Other then that the best you can do is attempt to limit the lifespan of data, such as creating only what is needed and destroying as soon as done with it. I think adding an IDisposable method to dispose of your objects after each use is probably the best you can do as far as cleanup. Even calling the garbage collector doesnt actually mean it will be released as soon as you call it.

If you want to run an experiment of creating objects and see how lousy the memory usage is handled. Create a simple blank project where the only thing the main form in a button click event is creates an instance of a new form and shows it. Run your task manager and keep opening forms and see how it just accumalates in memory. Then try adding the garabage collector to clean up after you close the form and you wont see much difference.

After that change the call from showing the form to showdialog. Now for some reason the Form.Show does not have a disposable method to it but the ShowDialog does. Set it to dispose after you close the form and see the difference.

Oddly (although this may just be a case of improper results from the task manager) the only time you really see the results completly cleared is when you minimize the project window to the task bar...

I happened to come across this post while Googling on a related topic, and I felt compelled to correct the response provided by "TomW."

Going back to your original question, the answer is "NO." Defining functions (more accurately "Methods") on an object will NOT cause those methods to be repeated in memory based on the number of instances of that object that you create. This goes for any .Net method (Function, "Sub" [in VB], Property, etc) and also for any constant, or any "Shared" member variables.

A Method will be "Jit-ed" (compiled) only once and the resulting code will be stored in memory only once (per AppDomain - though there are exceptions). Once Jit-ed, a pointer to that Method is stored in the Type information for your object. That same Method compilation is used for all object instances that you create. This is true for all OO languages that I know of, .Net included.

Memory will obviously increase with every object that you create based on the non-shared member variables that you have defined in your class, but I think you already knew that. Feel free to create as many functions as you want.

The reason why Methods (et al) don't add to memory consumption per object instantiation is because OOP is a coding abstraction invented to make our lives easier. When our OOP code is ultimately compiled into machine code, it is purely procedural. When you call a Method on one of your objects, what actually happens is that some registers are being set that point to the memory location where your instantiated object's data is stored (the member variables), and then a GOTO is called pointing to the memory location of your Method. There's no need to make separate copies of the method.

Despite what TomW says, OOP always has its place.

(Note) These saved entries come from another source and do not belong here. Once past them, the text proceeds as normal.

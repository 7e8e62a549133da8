use std::time::Duration;

use reqwest::Client;
use reqwest::header::{HeaderMap, HeaderName, HeaderValue};
use tracing::debug;

use crate::error::RequestError;

pub const DEFAULT_USER_AGENT: &str = concat!("courier/", env!("CARGO_PKG_VERSION"));

/// Budget applied to a call that does not set its own timeout.
pub const DEFAULT_TIMEOUT: Duration = Duration::from_millis(10_000);

pub const DEFAULT_REFRESH_PATH: &str = "/auth/token/refresh";

/// Configurable options for the API client
#[derive(Debug, Clone)]
pub struct ClientConfig {
    /// Address prefixed to every relative request path, e.g. `https://example.com/api`
    pub base_url: String,

    /// Timeout for a single call when the request does not override it.
    /// Covers dispatch and, outside streaming mode, reading the body.
    pub default_timeout: Duration,

    /// Connection timeout (time to establish initial connection)
    pub connect_timeout: Duration,

    /// User agent string
    pub user_agent: String,

    /// Headers sent with every request
    pub headers: HeaderMap,

    /// Path (relative to `base_url`) of the token refresh endpoint
    pub refresh_path: String,

    /// Capacity of the client event broadcast channel
    pub event_capacity: usize,

    /// Maximum idle connections to keep per host
    pub pool_max_idle_per_host: usize,
}

impl Default for ClientConfig {
    fn default() -> Self {
        Self {
            base_url: String::new(),
            default_timeout: DEFAULT_TIMEOUT,
            connect_timeout: Duration::from_secs(5),
            user_agent: DEFAULT_USER_AGENT.to_owned(),
            headers: ClientConfig::get_default_headers(),
            refresh_path: DEFAULT_REFRESH_PATH.to_owned(),
            event_capacity: 64,
            pool_max_idle_per_host: 10,
        }
    }
}

impl ClientConfig {
    pub fn new(base_url: impl Into<String>) -> Self {
        Self {
            base_url: base_url.into(),
            ..Self::default()
        }
    }

    pub fn with_timeout(mut self, timeout: Duration) -> Self {
        self.default_timeout = timeout;
        self
    }

    pub fn with_connect_timeout(mut self, timeout: Duration) -> Self {
        self.connect_timeout = timeout;
        self
    }

    pub fn with_user_agent(mut self, user_agent: impl Into<String>) -> Self {
        self.user_agent = user_agent.into();
        self
    }

    pub fn with_refresh_path(mut self, path: impl Into<String>) -> Self {
        self.refresh_path = path.into();
        self
    }

    pub fn with_event_capacity(mut self, capacity: usize) -> Self {
        self.event_capacity = capacity.max(1);
        self
    }

    /// Add a default header. Custom headers take precedence over defaults for the same name.
    pub fn with_header(mut self, name: &str, value: &str) -> Result<Self, RequestError> {
        let header_name = HeaderName::from_bytes(name.as_bytes())
            .map_err(|e| RequestError::invalid_header(name, e.to_string()))?;
        let header_value =
            HeaderValue::from_str(value).map_err(|e| RequestError::invalid_header(name, e.to_string()))?;
        self.headers.insert(header_name, header_value);
        Ok(self)
    }

    pub fn get_default_headers() -> HeaderMap {
        let mut default_headers = HeaderMap::new();

        default_headers.insert(
            reqwest::header::ACCEPT,
            HeaderValue::from_static("application/json, text/event-stream, */*;q=0.8"),
        );

        default_headers.insert(
            reqwest::header::ACCEPT_LANGUAGE,
            HeaderValue::from_static("en-US,en;q=0.5,zh-CN;q=0.3,zh;q=0.2"),
        );
        default_headers
    }
}

/// Create a reqwest Client with the provided configuration
pub fn create_client(config: &ClientConfig) -> Result<Client, RequestError> {
    let mut client_builder = Client::builder()
        .pool_max_idle_per_host(config.pool_max_idle_per_host)
        .user_agent(&config.user_agent)
        .default_headers(config.headers.clone());

    // The per-call budget is enforced by the executor; only the connect phase is bounded here.
    if !config.connect_timeout.is_zero() {
        client_builder = client_builder.connect_timeout(config.connect_timeout);
    }

    debug!(base_url = %config.base_url, "Building HTTP client");
    client_builder.build().map_err(RequestError::from)
}

#[cfg(test)]
mod tests {
    use super::*;

    #[test]
    fn defaults() {
        let config = ClientConfig::new("http://127.0.0.1:8000/api");
        assert_eq!(config.base_url, "http://127.0.0.1:8000/api");
        assert_eq!(config.default_timeout, Duration::from_millis(10_000));
        assert_eq!(config.refresh_path, "/auth/token/refresh");
        assert!(config.headers.contains_key(reqwest::header::ACCEPT));
    }

    #[test]
    fn custom_header_overrides_default() {
        let config = ClientConfig::default()
            .with_header("accept", "application/json")
            .unwrap();
        assert_eq!(
            config.headers.get(reqwest::header::ACCEPT).unwrap(),
            "application/json"
        );
    }

    #[test]
    fn rejects_invalid_header() {
        let err = ClientConfig::default()
            .with_header("bad header", "x")
            .unwrap_err();
        assert!(matches!(err, RequestError::InvalidHeader { .. }));
    }
}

As far as what he says about the test with opening forms and garbage collection, I'm not clear on what he is attempting to say. The issue of ShowDialog and Show and how it relates to Dispose is a separate topic. Calling Dispose on any object does not mean anything will be cleared from memory. This would only be the case if Dispose were releasing un-managed memory.

Instead of his test, create an array of 1,000,000 objects and look at the memory usage. Then de-reference (set to Nothing) that array and call GC.Collect() and look at the difference - you'll see one.

As far as minimizing your application, this isn't actually releasing memory used by your application. It is only paging the working set of your application out to disk. Once you start doing things in your application again, that information, will need to be reloaded. Here's an explanation:
http://support.microsoft.com/default.aspx?scid=kb;en-us;293215
The Task Manager can be misleading since it is reporting the "Working Set."

Good answer, thank you. That makes sense. I was surprised to hear Tom W's answer, but couldn't find any other good answers on the web. If OO languages were to be implemented in the way I had originally thought, that sounds like a major weakness and a major use of memory.